A commercial real estate company CEO selling the rights to purchase a Chelsea office building in ether as a non-fungible token on OpenSea found his listing price had dropped enormously following bitcoin’s ongoing bloodbath
The CEO and owner of 109-11 W. 24th St., Chris Okada, listed the address for $29 million this month. As a result of the NFTs dollar value falling and ether’s downward spiral since the start of June, the $29 million property was suddenly only listed for the crypto equivalent of $16.8 million, spurring Okada to relist it at an adjusted price.  
“We’re going to relist the sale at $29.5 million, most probably Thursday,” Okada told CoinDesk in a Wednesday interview in which he continued to advocate for the future of the blockchain, despite the current setbacks. 
The NFT itself isn’t the actual deed to the building, but owning it would grant “exclusive rights to acquire the building, all its uses rights and related deed covenants,” according to the listing.
“The sale is really a bridge between the old-guard real estate servers and blockchain,” he told the publication. “I will be at that bridge, trying to figure out this connectivity issue. It may not be in New York, it may have to be, you know, Westchester or Miami, or it may be a forward-thinking city.”

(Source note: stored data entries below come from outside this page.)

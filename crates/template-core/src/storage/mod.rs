//! Template storage: data model, write conditions, and backends.

pub mod condition;
pub mod sqlite;
pub mod traits;
pub mod types;
pub mod update;

pub use condition::Condition;
pub use sqlite::SqliteTemplateStore;
pub use traits::{TemplateStore, WriteOutcome};
pub use update::{Mutation, UpdateBuilder, UpdateCommand};
//! Conditional update commands.
//!
//! An [`UpdateCommand`] pairs a key with a precondition and an ordered list of
//! attribute mutations. Commands are assembled with [`UpdateBuilder`] and
//! executed by [`TemplateStore::conditional_update`], which applies every
//! mutation or none of them.
//!
//! [`TemplateStore::conditional_update`]: crate::storage::TemplateStore::conditional_update

use std::collections::BTreeMap;

use chrono::{DateTime, Utc};

use crate::error::{Result, TemplateError};
use crate::lifecycle::{Actor, Transition};
use crate::storage::condition::Condition;
use crate::storage::types::{
    FileType, ProofFile, Template, TemplateContent, TemplateKey, TemplateStatus, TemplateType,
    VirusScanStatus,
};

/// A single attribute-level change.
#[derive(Debug, Clone, PartialEq, Eq)]
pub enum Mutation {
    SetName(String),
    SetSubject(String),
    SetMessage(String),
    SetStatus(TemplateStatus),
    SetTtl(i64),
    SetUpdatedBy(String),
    SetUpdatedAt(DateTime<Utc>),
    /// `lockNumber = lockNumber + 1`, treating an absent value as zero.
    IncrementLockNumber,
    SetFileScanStatus(FileType, VirusScanStatus),
    SetPersonalisation {
        parameters: Vec<String>,
        csv_headers: Vec<String>,
    },
    PutProof(ProofFile),
    /// Set `supplierReferences` to an empty map if it is absent.
    InitialiseSupplierReferences,
    SetSupplierReference {
        supplier: String,
        reference: String,
    },
}

impl Mutation {
    fn apply(&self, template: &mut Template) -> Result<()> {
        match self {
            Mutation::SetName(name) => template.name = name.clone(),
            Mutation::SetSubject(value) => match &mut template.content {
                TemplateContent::Email { subject, .. } => *subject = value.clone(),
                _ => return Err(unsupported("subject", template.template_type())),
            },
            Mutation::SetMessage(value) => match &mut template.content {
                TemplateContent::Email { message, .. }
                | TemplateContent::Sms { message }
                | TemplateContent::NhsApp { message } => *message = value.clone(),
                TemplateContent::Letter(_) => {
                    return Err(unsupported("message", template.template_type()))
                }
            },
            Mutation::SetStatus(status) => template.template_status = *status,
            Mutation::SetTtl(ttl) => template.ttl = Some(*ttl),
            Mutation::SetUpdatedBy(actor) => template.updated_by = actor.clone(),
            Mutation::SetUpdatedAt(at) => template.updated_at = *at,
            Mutation::IncrementLockNumber => {
                template.lock_number = Some(template.lock_number.unwrap_or(0) + 1)
            }
            Mutation::SetFileScanStatus(file_type, status) => {
                let template_type = template.template_type();
                let file = template
                    .letter_mut()
                    .and_then(|letter| letter.files.file_mut(*file_type))
                    .ok_or_else(|| unsupported(file_type.field_name(), template_type))?;
                file.virus_scan_status = *status;
            }
            Mutation::SetPersonalisation {
                parameters,
                csv_headers,
            } => {
                let template_type = template.template_type();
                let letter = template
                    .letter_mut()
                    .ok_or_else(|| unsupported("personalisationParameters", template_type))?;
                letter.personalisation_parameters = Some(parameters.clone());
                letter.test_data_csv_headers = Some(csv_headers.clone());
            }
            Mutation::PutProof(proof) => {
                let template_type = template.template_type();
                let letter = template
                    .letter_mut()
                    .ok_or_else(|| unsupported("proofs", template_type))?;
                letter
                    .files
                    .proofs
                    .insert(proof.file_name.clone(), proof.clone());
            }
            Mutation::InitialiseSupplierReferences => {
                let template_type = template.template_type();
                let letter = template
                    .letter_mut()
                    .ok_or_else(|| unsupported("supplierReferences", template_type))?;
                letter.supplier_references.get_or_insert_with(BTreeMap::new);
            }
            Mutation::SetSupplierReference {
                supplier,
                reference,
            } => {
                let template_type = template.template_type();
                let letter = template
                    .letter_mut()
                    .ok_or_else(|| unsupported("supplierReferences", template_type))?;
                letter
                    .supplier_references
                    .get_or_insert_with(BTreeMap::new)
                    .insert(supplier.clone(), reference.clone());
            }
        }
        Ok(())
    }
}

fn unsupported(attribute: &str, template_type: TemplateType) -> TemplateError {
    TemplateError::internal(format!(
        "Attribute {} is not defined for {} templates",
        attribute, template_type
    ))
}

/// An atomic conditional write against one template.
#[derive(Debug, Clone)]
pub struct UpdateCommand {
    pub key: TemplateKey,
    pub condition: Condition,
    pub mutations: Vec<Mutation>,
}

impl UpdateCommand {
    /// Apply every mutation to a copy of `current`.
    pub fn apply(&self, current: &Template) -> Result<Template> {
        let mut next = current.clone();
        for mutation in &self.mutations {
            mutation.apply(&mut next)?;
        }
        Ok(next)
    }
}

/// Builder for [`UpdateCommand`].
///
/// `expect_*` methods add preconditions (combined with AND); `set_*` methods
/// add mutations in call order.
#[derive(Debug, Clone)]
pub struct UpdateBuilder {
    key: TemplateKey,
    conditions: Vec<Condition>,
    mutations: Vec<Mutation>,
}

impl UpdateBuilder {
    /// Start a command for `key`. The item must exist.
    pub fn new(key: TemplateKey) -> Self {
        Self {
            key,
            conditions: vec![Condition::Exists],
            mutations: Vec::new(),
        }
    }

    pub fn expect(mut self, condition: Condition) -> Self {
        self.conditions.push(condition);
        self
    }

    pub fn expect_status(self, status: TemplateStatus) -> Self {
        self.expect(Condition::status_is(status))
    }

    pub fn expect_not_terminal(self) -> Self {
        self.expect(Condition::not_terminal())
    }

    pub fn expect_lock_number(self, lock_number: u64) -> Self {
        self.expect(Condition::LockNumberIs(lock_number))
    }

    pub fn expect_template_type(self, template_type: TemplateType) -> Self {
        self.expect(Condition::TemplateTypeIs(template_type))
    }

    pub fn expect_file_version(self, file_type: FileType, version: impl Into<String>) -> Self {
        self.expect(Condition::FileVersionIs(file_type, version.into()))
    }

    pub fn expect_proof_absent(self, file_name: impl Into<String>) -> Self {
        self.expect(Condition::ProofAbsent(file_name.into()))
    }

    pub fn set(mut self, mutation: Mutation) -> Self {
        self.mutations.push(mutation);
        self
    }

    pub fn set_status(self, status: TemplateStatus) -> Self {
        self.set(Mutation::SetStatus(status))
    }

    /// Guard and apply a status change through `transition`.
    ///
    /// # Errors
    ///
    /// Fails when [`Transition::check`] rejects `actor` or `to`.
    pub fn transition(self, transition: Transition, actor: Actor, to: TemplateStatus) -> Result<Self> {
        transition.check(actor, to)?;
        Ok(self.expect(transition.precondition()).set_status(to))
    }

    pub fn set_name(self, name: impl Into<String>) -> Self {
        self.set(Mutation::SetName(name.into()))
    }

    pub fn set_ttl(self, ttl: i64) -> Self {
        self.set(Mutation::SetTtl(ttl))
    }

    /// Refresh `updatedAt`, and `updatedBy` when a user actor is given.
    pub fn touch(self, actor: Option<&str>) -> Self {
        let builder = self.set(Mutation::SetUpdatedAt(Utc::now()));
        match actor {
            Some(actor) => builder.set(Mutation::SetUpdatedBy(actor.to_string())),
            None => builder,
        }
    }

    pub fn increment_lock_number(self) -> Self {
        self.set(Mutation::IncrementLockNumber)
    }

    pub fn build(self) -> UpdateCommand {
        let condition = match self.conditions.len() {
            1 => self.conditions.into_iter().next().unwrap_or(Condition::Exists),
            _ => Condition::All(self.conditions),
        };
        UpdateCommand {
            key: self.key,
            condition,
            mutations: self.mutations,
        }
    }
}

Numerous homes have been sold via the blockchain in recent years, but Okada — whose company owns 43 buildings in Manhattan — believes this sale is the first time a commercial building in New York will be, the New York Times previously reported. The goal is to turn to blockchain to diversify clientele.
The current blockchain carnage isn’t the only issue Okada has experienced selling a property with this possibly visionary marketing gimmick: He’s also had to reassure some confused parties that the situation is real and not a scam.
“Yes. You get the property after buying the NFT,” Okada tweeted, responding to commenters who believed the situation may be fraudulent, the publication the Defiant reported. “Yes you can live in the building. Yes you can rent it out. It’s not just an expensive jpeg.”